The similarity in name causes a great deal of confusion, but quartz and quartzite are as distinct as they get.
While both the stones are now common in architecture, decoration and interior design, the biggest difference between the two materials is that quartz is a man-made material, while quartzite is a completely natural stone.
What is the difference between quartz and quartzite?
A quartzite slab begins as sandstone, which under a natural process of heat and pressure is fused with sparkly quartz crystals and other minerals.
It typically comes in shades of white or light grey, but minerals in the stone can lend pink, gold, or reddish-brown hues.
A quartz slab – on the other hand – is engineered with the same quartz crystals found in quartzite, but a man-made process binds the crystal with resins, pigments, and other materials such as bits of glass. This process results in a somewhat durable, non-porous material that comes in a wide variety of colours and designs.
Besides the composition, the aesthetic differences are quite striking as well. Quartzite combines the delicate veining patterns of marble with the rainbow hues and durability of granite. Additionally, quartzite can be backlit, enhancing the ambience of any space with an ethereal glow. Those seeking a natural look in a versatile material prefer a quartzite countertop or wall highlight in their home.
Quartz on the other hand, can be made to look like any stone, and is offered in many different shades and patterns. If you have a specific colour or pattern in mind, a quartz countertop is probably a better choice for your home.
Maintenance and care
Quartz and quartzite vary greatly in the care routine they require. Quartz needs minimal care even in its short lifetime. But quartzite requires regular sealing every year or so. However, you need to clean away spills and dirt as soon as possible to ensure a long life.
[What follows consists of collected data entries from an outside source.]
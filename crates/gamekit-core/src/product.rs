//! Product configuration trait for CLI binaries
//!
//! This trait defines the interface a CLI binary implements to configure the
//! scaffolding front end: identity, where templates come from, and what to
//! tell the user once a project exists.

use std::path::Path;

/// Configuration trait for CLI products
pub trait ProductConfig: Clone + Send + Sync + 'static {
    /// Internal product name (used for CLI command, env vars)
    fn name(&self) -> &'static str;

    /// Human-readable display name
    fn display_name(&self) -> &'static str;

    /// Environment variable name for overriding the local template directory
    fn template_dir_env(&self) -> &'static str;

    /// Environment variable name for a remote template base URL
    fn template_url_env(&self) -> &'static str;

    /// Package id suggested for a new project
    fn default_package_id(&self, project_name: &str) -> String {
        let slug: String = project_name
            .chars()
            .filter(|c| c.is_ascii_alphanumeric())
            .collect::<String>()
            .to_ascii_lowercase();
        if slug.is_empty() {
            "com.example.game".to_string()
        } else {
            format!("com.example.{}", slug)
        }
    }

    /// Generate the "next steps" instructions after project creation
    fn next_steps(&self, project_dir: &Path, seed: &Path) -> Vec<String>;

    /// User agent string for HTTP requests
    fn user_agent(&self) -> &'static str {
        self.name()
    }
}
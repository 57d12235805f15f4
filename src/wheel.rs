// This Source Code Form is subject to the terms of the Mozilla Public
// License, v. 2.0. If a copy of the MPL was not distributed with this
// file, You can obtain one at https://mozilla.org/MPL/2.0/.

/*! Wheel archive access.

A wheel is a zip archive whose name encodes distribution tags and whose
`*.dist-info/` directory describes the build. This module unpacks a
wheel into a scratch directory, classifies its contents, rewrites the
`WHEEL` tag list and `RECORD` digests, and repacks deterministically.
*/

use {
    crate::{
        elf::has_elf_magic,
        error::{AuditError, Result},
    },
    log::{debug, info},
    once_cell::sync::Lazy,
    regex::Regex,
    sha2::{Digest, Sha256},
    std::{
        fs,
        io::{Seek, Write},
        os::unix::fs::PermissionsExt,
        path::{Path, PathBuf},
    },
    tempfile::TempDir,
    walkdir::WalkDir,
    zip::{write::FileOptions, CompressionMethod, ZipArchive, ZipWriter},
};

/// Wheel file name structure per PEP 427.
///
/// This is copied from the wheel.wheelfile Python module.
static RE_WHEEL_INFO: Lazy<Regex> = Lazy::new(|| {
    Regex::new(r"^(?P<namever>(?P<name>.+?)-(?P<ver>.+?))(-(?P<build>\d[^-]*))?-(?P<pyver>.+?)-(?P<abi>.+?)-(?P<plat>.+?)\.whl$").unwrap()
});

const S_IWUSR: u32 = 0o200;

/// Parsed components of a wheel file name.
#[derive(Clone, Debug, Eq, PartialEq)]
pub struct WheelName {
    pub distribution: String,
    pub version: String,
    pub build: Option<String>,
    pub python_tag: String,
    pub abi_tag: String,
    /// The platform segment; may be a dot-compressed list of tags.
    pub platform_tag: String,
}

impl WheelName {
    /// Parse a wheel basename such as
    /// `demo-1.0-cp310-cp310-linux_x86_64.whl`.
    pub fn parse(basename: &str) -> Result<Self> {
        let captures = RE_WHEEL_INFO.captures(basename).ok_or_else(|| {
            AuditError::InvalidWheel(format!("failed to parse wheel file name: {}", basename))
        })?;

        Ok(Self {
            distribution: captures.name("name").unwrap().as_str().to_string(),
            version: captures.name("ver").unwrap().as_str().to_string(),
            build: captures.name("build").map(|m| m.as_str().to_string()),
            python_tag: captures.name("pyver").unwrap().as_str().to_string(),
            abi_tag: captures.name("abi").unwrap().as_str().to_string(),
            platform_tag: captures.name("plat").unwrap().as_str().to_string(),
        })
    }

    /// Reassemble the file name from the current components.
    pub fn file_name(&self) -> String {
        let mut parts = vec![self.distribution.clone(), self.version.clone()];
        if let Some(build) = &self.build {
            parts.push(build.clone());
        }
        parts.push(self.python_tag.clone());
        parts.push(self.abi_tag.clone());
        parts.push(self.platform_tag.clone());
        format!("{}.whl", parts.join("-"))
    }

    /// The `{name}-{version}` prefix used by `.dist-info` directories.
    pub fn name_version(&self) -> String {
        format!("{}-{}", self.distribution, self.version)
    }

    /// Individual platform tags in the (possibly dot-compressed)
    /// platform segment.
    pub fn platform_tags(&self) -> Vec<&str> {
        self.platform_tag.split('.').collect()
    }
}

/// Key/value headers of a `WHEEL` (or `METADATA`) file.
#[derive(Clone, Debug)]
pub struct WheelMetadata {
    headers: Vec<(String, String)>,
}

impl WheelMetadata {
    /// Parse metadata from file content.
    pub fn from_bytes(data: &[u8]) -> Result<Self> {
        let message = mailparse::parse_mail(data)
            .map_err(|e| AuditError::InvalidWheel(format!("parsing WHEEL metadata: {}", e)))?;

        let headers = message
            .headers
            .iter()
            .map(|h| (h.get_key(), h.get_value()))
            .collect();

        Ok(Self { headers })
    }

    pub fn find_first(&self, key: &str) -> Option<&str> {
        self.headers
            .iter()
            .find(|(k, _)| k == key)
            .map(|(_, v)| v.as_str())
    }

    pub fn find_all(&self, key: &str) -> Vec<&str> {
        self.headers
            .iter()
            .filter(|(k, _)| k == key)
            .map(|(_, v)| v.as_str())
            .collect()
    }

    /// Replace every `key` header with the given values, keeping the
    /// first occurrence's position.
    pub fn replace_all(&mut self, key: &str, values: &[String]) {
        let position = self
            .headers
            .iter()
            .position(|(k, _)| k == key)
            .unwrap_or(self.headers.len());
        self.headers.retain(|(k, _)| k != key);

        for (offset, value) in values.iter().enumerate() {
            self.headers
                .insert(position + offset, (key.to_string(), value.clone()));
        }
    }

    pub fn set(&mut self, key: &str, value: &str) {
        self.replace_all(key, &[value.to_string()]);
    }

    /// Serialize back to the email-header format wheels use.
    pub fn to_bytes(&self) -> Vec<u8> {
        let mut out = String::new();
        for (key, value) in &self.headers {
            out.push_str(key);
            out.push_str(": ");
            out.push_str(value);
            out.push('\n');
        }
        out.into_bytes()
    }
}

/// A wheel unpacked into an exclusively-owned scratch directory.
///
/// The scratch directory is removed when the value drops, success or
/// failure; the source archive is never modified.
pub struct UnpackedWheel {
    scratch: TempDir,
    pub name: WheelName,
}
// This Source Code Form is subject to the terms of the Mozilla Public
// License, v. 2.0. If a copy of the MPL was not distributed with this
// file, You can obtain one at https://mozilla.org/MPL/2.0/.

/*! musl libc discovery and version probing. */

use {
    crate::version::DottedVersion,
    duct::cmd,
    log::debug,
    once_cell::sync::Lazy,
    regex::Regex,
    std::path::{Path, PathBuf},
};

static VERSION_RE: Lazy<Regex> =
    Lazy::new(|| Regex::new(r"Version (\d+(?:\.\d+)*)").unwrap());

/// Locate the musl libc shared object in `dir`.
///
/// musl installs exactly one `libc.musl-{arch}.so.1`; its presence is
/// how a musl host is recognized.
pub fn find_musl_libc_in(dir: &Path) -> Option<PathBuf> {
    let pattern = dir.join("libc.musl-*.so.1");
    let mut matches = glob::glob(&pattern.to_string_lossy()).ok()?;
    matches.next().and_then(|m| m.ok())
}

/// Locate the musl libc in the default `/lib`.
pub fn find_musl_libc() -> Option<PathBuf> {
    find_musl_libc_in(Path::new("/lib"))
}

/// The library directories the musl loader searches.
///
/// musl reads a colon-separated list from `/etc/ld-musl-{arch}.path`
/// when that file exists; without it the loader falls back to
/// `/lib:/usr/local/lib:/usr/lib`. `etc_dir` is the directory holding
/// the path file so tests can pin it.
pub fn musl_search_paths(etc_dir: &Path) -> Vec<PathBuf> {
    let pattern = etc_dir.join("ld-musl-*.path");
    let path_file = glob::glob(&pattern.to_string_lossy())
        .ok()
        .and_then(|mut matches| matches.next())
        .and_then(|m| m.ok());

    if let Some(path_file) = path_file {
        match std::fs::read_to_string(&path_file) {
            Ok(text) => return parse_path_file(&text),
            Err(e) => debug!("ignoring {}: {}", path_file.display(), e),
        }
    }

    ["/lib", "/usr/local/lib", "/usr/lib"]
        .iter()
        .map(PathBuf::from)
        .collect()
}

fn parse_path_file(text: &str) -> Vec<PathBuf> {
    text.split(':')
        .map(|entry| entry.trim())
        .filter(|entry| !entry.is_empty())
        .map(PathBuf::from)
        .collect()
}

/// Determine the version of a musl libc by running it.
///
/// The musl shared object doubles as the dynamic loader and is
/// runnable; invoked without arguments it prints its version to
/// stderr.
pub fn musl_version(libc_path: &Path) -> Option<DottedVersion> {
    let output = cmd(libc_path, Vec::<String>::new())
        .stdout_capture()
        .stderr_capture()
        .unchecked()
        .run()
        .ok()?;

    let stderr = String::from_utf8_lossy(&output.stderr);
    match VERSION_RE.captures(&stderr) {
        Some(captures) => DottedVersion::parse(&captures[1]),
        None => {
            debug!(
                "could not find musl version in output of {}",
                libc_path.display()
            );
            None
        }
    }
}

#[cfg(test)]
mod tests {
    use super::*;

    #[test]
    fn version_regex() {
        let stderr = "musl libc (x86_64)\nVersion 1.2.4\nDynamic Program Loader\n";
        let captures = VERSION_RE.captures(stderr).unwrap();
        assert_eq!(
            DottedVersion::parse(&captures[1]).unwrap(),
            DottedVersion::parse("1.2.4").unwrap()
        );

        assert!(VERSION_RE.captures("no version here").is_none());
    }

    #[test]
    fn musl_discovery() {
        let dir = tempfile::tempdir().unwrap();
        assert!(find_musl_libc_in(dir.path()).is_none());

        let path = dir.path().join("libc.musl-x86_64.so.1");
        std::fs::write(&path, b"\x7fELF").unwrap();
        assert_eq!(find_musl_libc_in(dir.path()), Some(path));
    }

    #[test]
    fn search_paths_from_path_file() {
        let etc = tempfile::tempdir().unwrap();
        std::fs::write(
            etc.path().join("ld-musl-x86_64.path"),
            "/opt/musl/lib:/lib\n",
        )
        .unwrap();

        assert_eq!(
            musl_search_paths(etc.path()),
            vec![PathBuf::from("/opt/musl/lib"), PathBuf::from("/lib")]
        );
    }

    #[test]
    fn search_paths_default_without_path_file() {
        let etc = tempfile::tempdir().unwrap();

        assert_eq!(
            musl_search_paths(etc.path()),
            vec![
                PathBuf::from("/lib"),
                PathBuf::from("/usr/local/lib"),
                PathBuf::from("/usr/lib"),
            ]
        );
    }

    #[test]
    fn path_file_entries_are_trimmed() {
        assert_eq!(
            parse_path_file(" /lib :\n:/usr/lib\n"),
            vec![PathBuf::from("/lib"), PathBuf::from("/usr/lib")]
        );
    }
}
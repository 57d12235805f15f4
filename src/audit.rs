// This Source Code Form is subject to the terms of the Mozilla Public
// License, v. 2.0. If a copy of the MPL was not distributed with this
// file, You can obtain one at https://mozilla.org/MPL/2.0/.

/*! Whole-archive ABI analysis.

Runs the inspector and resolver over every ELF file in an unpacked
wheel, builds the dependency graph, and scores it against a policy
table. The resulting report is the single record both the `show`
renderer and the repair planner consume.
*/

use {
    crate::{
        arch::Architecture,
        elf::{ElfFile, Libc},
        error::{AuditError, Result},
        graph::{DependencyGraph, RootBinary},
        policy::{is_always_excluded, Policy, PolicySet, SymbolViolation},
        resolver::Resolver,
        version::SymbolVersion,
        wheel::UnpackedWheel,
    },
    glob::Pattern,
    log::{debug, warn},
    std::{
        collections::{BTreeMap, BTreeSet, VecDeque},
        path::PathBuf,
    },
};

/// Per-policy external reference summary.
#[derive(Clone, Debug)]
pub struct ExternalRefs {
    /// Graft candidates under this policy: soname to resolved path
    /// (`None` when unresolved).
    pub libs: BTreeMap<String, Option<PathBuf>>,

    /// Blacklisted symbols the roots reference, per library.
    pub blacklist: BTreeMap<String, BTreeSet<String>>,

    /// Versioned symbols that would travel with the wheel under this
    /// policy: the roots' own demands plus those of every graft
    /// candidate.
    pub symbols: BTreeMap<String, BTreeSet<String>>,
}

/// The analysis record for one wheel.
#[derive(Clone, Debug)]
pub struct WheelAbiReport {
    pub architecture: Architecture,
    pub libc: Option<Libc>,
    pub graph: DependencyGraph,

    /// Versioned symbols the roots request, per library.
    pub versioned_symbols: BTreeMap<String, BTreeSet<String>>,

    /// Per-policy external references, keyed by policy name.
    pub external_refs: BTreeMap<String, ExternalRefs>,

    /// Strictest policy whose symbol-version and blacklist constraints
    /// hold.
    pub sym_policy: Policy,

    /// Strictest policy with no graft candidates.
    pub ref_policy: Policy,

    /// Strictest policy whose blacklist is clean.
    pub blacklist_policy: Policy,

    /// The policy the wheel already satisfies outright.
    pub overall_policy: Policy,
}

impl WheelAbiReport {
    /// Verify the archive can be taken to `target` by grafting alone.
    ///
    /// Symbol-version excesses and blacklisted symbol references cannot
    /// be repaired; they are fatal for the requested policy.
    pub fn validate_target(&self, target: &Policy) -> Result<()> {
        let refs = self
            .external_refs
            .get(&target.name)
            .ok_or_else(|| AuditError::UnknownPolicy(target.name.clone()))?;

        if let Some(violation) = target.symbol_violations(&refs.symbols).into_iter().next() {
            return Err(violation_error(&target.name, &violation));
        }

        if let Some((library, symbols)) = refs.blacklist.iter().next() {
            let symbol = symbols.iter().next().cloned().unwrap_or_default();
            return Err(AuditError::BlacklistedSymbol {
                library: library.clone(),
                symbol,
            });
        }

        Ok(())
    }
}

fn violation_error(policy: &str, violation: &SymbolViolation) -> AuditError {
    let sv = SymbolVersion::parse(&violation.token);
    let actual = sv
        .version()
        .map(|v| v.to_string())
        .unwrap_or_else(|| violation.token.clone());

    AuditError::PolicyViolation {
        policy: policy.to_string(),
        group: violation.group.clone(),
        actual,
        max: violation.max.to_string(),
    }
}

/// Analyze an unpacked wheel against a policy table.
///
/// With `lenient` set, binaries that fail to parse are skipped with a
/// warning (the `show` behavior); otherwise they abort the analysis
/// (the `repair` behavior).
pub fn analyze_wheel(
    wheel: &UnpackedWheel,
    policies: &PolicySet,
    resolver: &Resolver,
    exclude: &[Pattern],
    lenient: bool,
) -> Result<WheelAbiReport> {
    let mut roots = Vec::new();

    for rel in wheel.elf_files()? {
        let full = wheel.root().join(&rel);
        match ElfFile::open(&full) {
            Ok(elf) => {
                debug!("processing: {}", rel.display());
                roots.push(RootBinary {
                    archive_path: rel,
                    elf,
                });
            }
            Err(e) if lenient => {
                warn!("skipping {}: {}", rel.display(), e);
            }
            Err(e) => return Err(e),
        }
    }

    if roots.is_empty() {
        return Err(AuditError::NonPlatformWheel);
    }

    let graph = DependencyGraph::build(roots, resolver, exclude, wheel.root())?;

    let libc = graph.roots.iter().find_map(|r| r.elf.libc);
    let versioned_symbols = graph.root_symbol_versions();

    let mut external_refs = BTreeMap::new();
    for policy in policies.policies() {
        external_refs.insert(
            policy.name.clone(),
            external_refs_for_policy(&graph, policy, &versioned_symbols),
        );
    }

    let ref_policy = facet_policy(policies, |p| external_refs[&p.name].libs.is_empty());
    let blacklist_policy = facet_policy(policies, |p| external_refs[&p.name].blacklist.is_empty());
    let sym_policy = facet_policy(policies, |p| {
        p.symbol_violations(&external_refs[&p.name].symbols).is_empty()
    });

    let overall_policy = [&sym_policy, &ref_policy, &blacklist_policy]
        .into_iter()
        .min_by_key(|p| p.priority)
        .expect("three candidates")
        .clone();

    Ok(WheelAbiReport {
        architecture: graph.architecture,
        libc,
        versioned_symbols,
        external_refs,
        sym_policy,
        ref_policy,
        blacklist_policy,
        overall_policy,
        graph,
    })
}

/// The strictest policy satisfying `ok`; the priority-zero default
/// always does.
fn facet_policy(policies: &PolicySet, ok: impl Fn(&Policy) -> bool) -> Policy {
    for policy in policies.by_descending_priority() {
        if policy.is_default_linux() || ok(policy) {
            return policy.clone();
        }
    }

    policies.lowest().clone()
}

fn external_refs_for_policy(
    graph: &DependencyGraph,
    policy: &Policy,
    root_symbols: &BTreeMap<String, BTreeSet<String>>,
) -> ExternalRefs {
    if policy.is_default_linux() {
        // The default policy whitelists everything; nothing is external
        // and no blacklist applies.
        return ExternalRefs {
            libs: BTreeMap::new(),
            blacklist: BTreeMap::new(),
            symbols: root_symbols.clone(),
        };
    }

    let mut libs: BTreeMap<String, Option<PathBuf>> = BTreeMap::new();
    let mut frontier: VecDeque<String> = graph
        .root_needed()
        .into_iter()
        .filter(|soname| keeps_as_external(graph, policy, soname))
        .collect();

    while let Some(soname) = frontier.pop_front() {
        if libs.contains_key(&soname) {
            continue;
        }

        let node = match graph.external.get(&soname) {
            Some(node) => node,
            None => continue,
        };
        libs.insert(soname.clone(), node.path.clone());

        if let Some(elf) = &node.elf {
            for dep in &elf.needed {
                if keeps_as_external(graph, policy, dep) && !libs.contains_key(dep) {
                    frontier.push_back(dep.clone());
                }
            }
        }
    }

    let mut blacklist: BTreeMap<String, BTreeSet<String>> = BTreeMap::new();
    for root in &graph.roots {
        let needed: BTreeSet<String> = root.elf.needed.iter().cloned().collect();
        for (library, symbols) in policy.blacklist_hits(&needed, &root.elf.undefined_symbols) {
            blacklist.entry(library).or_default().extend(symbols);
        }
    }

    // Grafted libraries travel with the wheel, so their own symbol
    // demands count against the policy too.
    let mut symbols = root_symbols.clone();
    for soname in libs.keys() {
        if let Some(node) = graph.external.get(soname) {
            if let Some(elf) = &node.elf {
                for (library, tokens) in &elf.versioned_symbols {
                    symbols
                        .entry(library.clone())
                        .or_default()
                        .extend(tokens.iter().cloned());
                }
            }
        }
    }

    ExternalRefs {
        libs,
        blacklist,
        symbols,
    }
}

/// Whether `soname` stays an external (graftable) reference under a
/// policy: present in the graph, not whitelisted, not the loader or
/// libpython, and not already shipped inside the archive.
fn keeps_as_external(graph: &DependencyGraph, policy: &Policy, soname: &str) -> bool {
    if is_always_excluded(soname) || policy.lib_whitelist.contains(soname) {
        return false;
    }

    match graph.external.get(soname) {
        Some(node) => !node.internal,
        None => false,
    }
}
// This Source Code Form is subject to the terms of the Mozilla Public
// License, v. 2.0. If a copy of the MPL was not distributed with this
// file, You can obtain one at https://mozilla.org/MPL/2.0/.

/*! `/etc/ld.so.cache` parsing.

The cache written by `ldconfig` maps library names to the paths the
dynamic loader would pick from the trusted directories. Only the "new"
format (`glibc-ld.so.cache1.1`) is parsed; when a cache file carries an
old-format prefix, the embedded new-format section is located by its
magic and parsed from there.
*/

use {
    crate::error::{AuditError, Result},
    byteorder::{NativeEndian, ReadBytesExt},
    log::debug,
    std::{io::Cursor, path::Path},
};

const CACHE_MAGIC_NEW: &[u8] = b"glibc-ld.so.cache1.1";

/// Size of the new-format header: magic, nlibs, len_strings, flags,
/// padding, extension offset, unused.
const HEADER_SIZE: usize = CACHE_MAGIC_NEW.len() + 4 + 4 + 1 + 3 + 4 + 12;

/// Size of one new-format file entry: flags, key, value, osversion,
/// hwcap.
const ENTRY_SIZE: usize = 4 + 4 + 4 + 4 + 8;

/// One cache entry: a library name and the path `ldconfig` recorded.
#[derive(Clone, Debug, Eq, PartialEq)]
pub struct CacheEntry {
    pub name: String,
    pub path: String,
}

/// Parsed contents of an `ld.so.cache` file.
#[derive(Clone, Debug, Default)]
pub struct LdsoCache {
    entries: Vec<CacheEntry>,
}

impl LdsoCache {
    /// Construct a cache from already-known entries.
    pub fn from_entries(entries: Vec<CacheEntry>) -> Self {
        Self { entries }
    }

    /// Parse a cache file.
    pub fn load(path: &Path) -> Result<Self> {
        let data = std::fs::read(path)?;
        Self::parse(&data)
            .map_err(|e| AuditError::LdsoCache(format!("{}: {}", path.display(), e)))
    }

    /// Load the system cache, tolerating absence and damage.
    pub fn load_default() -> Self {
        let path = Path::new("/etc/ld.so.cache");
        match Self::load(path) {
            Ok(cache) => cache,
            Err(e) => {
                debug!("ignoring ld.so.cache: {}", e);
                Self::default()
            }
        }
    }

    fn parse(data: &[u8]) -> std::result::Result<Self, String> {
        // An old-format cache may prefix the file; the new-format
        // section is self-contained starting at its magic.
        let start = find_subslice(data, CACHE_MAGIC_NEW)
            .ok_or_else(|| "no new-format cache header found".to_string())?;
        let cache = &data[start..];

        if cache.len() < HEADER_SIZE {
            return Err("truncated cache header".to_string());
        }

        let mut reader = Cursor::new(&cache[CACHE_MAGIC_NEW.len()..]);
        let nlibs = reader
            .read_u32::<NativeEndian>()
            .map_err(|e| e.to_string())? as usize;

        let entries_end = HEADER_SIZE + nlibs * ENTRY_SIZE;
        if cache.len() < entries_end {
            return Err(format!("cache claims {} entries but is truncated", nlibs));
        }

        let mut entries = Vec::with_capacity(nlibs);
        let mut reader = Cursor::new(&cache[HEADER_SIZE..entries_end]);

        for _ in 0..nlibs {
            let _flags = reader.read_i32::<NativeEndian>().map_err(|e| e.to_string())?;
            let key = reader.read_u32::<NativeEndian>().map_err(|e| e.to_string())? as usize;
            let value = reader.read_u32::<NativeEndian>().map_err(|e| e.to_string())? as usize;
            let _osversion = reader.read_u32::<NativeEndian>().map_err(|e| e.to_string())?;
            let _hwcap = reader.read_u64::<NativeEndian>().map_err(|e| e.to_string())?;

            let name = read_string(cache, key)?;
            let path = read_string(cache, value)?;
            entries.push(CacheEntry { name, path });
        }

        Ok(Self { entries })
    }

    /// Paths recorded for `name`, in cache order.
    ///
    /// The loader's hwcap preferences are not replicated; callers vet
    /// each candidate against the dependent's ELF identity instead.
    pub fn find<'a>(&'a self, name: &'a str) -> impl Iterator<Item = &'a str> {
        self.entries
            .iter()
            .filter(move |e| e.name == name)
            .map(|e| e.path.as_str())
    }

    pub fn is_empty(&self) -> bool {
        self.entries.is_empty()
    }

    pub fn len(&self) -> usize {
        self.entries.len()
    }
}

fn find_subslice(haystack: &[u8], needle: &[u8]) -> Option<usize> {
    haystack
        .windows(needle.len())
        .position(|window| window == needle)
}

fn read_string(cache: &[u8], offset: usize) -> std::result::Result<String, String> {
    let tail = cache
        .get(offset..)
        .ok_or_else(|| format!("string offset {} out of bounds", offset))?;
    let end = tail
        .iter()
        .position(|&b| b == 0)
        .ok_or_else(|| "unterminated string in cache".to_string())?;

    Ok(String::from_utf8_lossy(&tail[..end]).into_owned())
}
The resin binding process leaves no gaps in the slabs, making quartz a hard surface that is relatively non-porous, and resistant to chipping or scratching. But it is not resistant to heat or household chemicals. Moreover, since its colours are artificially added, it tends to fade with time. Polishing the slab won’t restore its original colour or shine either.
On the other hand, well-processed quartzite is a naturally hard, non-porous stone, resistant to chemical staining (if sealed well) even in a heavy use area such as the kitchen. Quartzite is somewhat tolerant to heat, and its vibrant beauty doesn’t fade with time. Even if the slab dulls with heavy traffic, a quick buffing or polish will restore its natural shine, making it an evergreen choice for your home.
Area of use
Quartz slabs mostly find application in countertops and table tops. Since it is manufactured, most people prefer to get it custom made for certain applications where area of use is relatively small.
On the contrary, quartzite goes beyond countertops, kitchen islands and vanities. It is not unusual for vibrant quartzites to be used as wall highlights, exterior facade and even flooring in high traffic areas like living rooms.
Advantages of quartzite over quartz:
1. Ease of maintenance
Quartzite maintains its colour and shine with a little care but quartz fades over time.
2. Naturally beautiful and strong
Quartzite is naturally hard (7-8 on Mohs scale), and the quality of processing at Ninety Degree Stone makes it much stronger than quartz.
3. Heat and chemical resistant
Quartzite is tolerant to heat and common household spills. Quartz, on the other hand, stains relatively easily and doesn’t handle heat very well.
4. Highly durable
Quartzite can be used in both interior and exterior design, owing to its high durability.
5. Surface finishes and polish
Quartzite is available in a wide range of surface finishes at Ninety Degree Stone. You can even opt for the gleaming polish which restores the natural shine even after decades of use.
Which is better: Quartz or Quartzite?
Typically, it depends upon your needs, preferences and area of application. Quartz is a better choice when longevity is not necessary, but custom colours and designs are sought at a somewhat lower cost. Quartzite is the better choice for those who want a long-lasting, versatile natural stone for larger areas. It may be costly but it lasts a lifetime.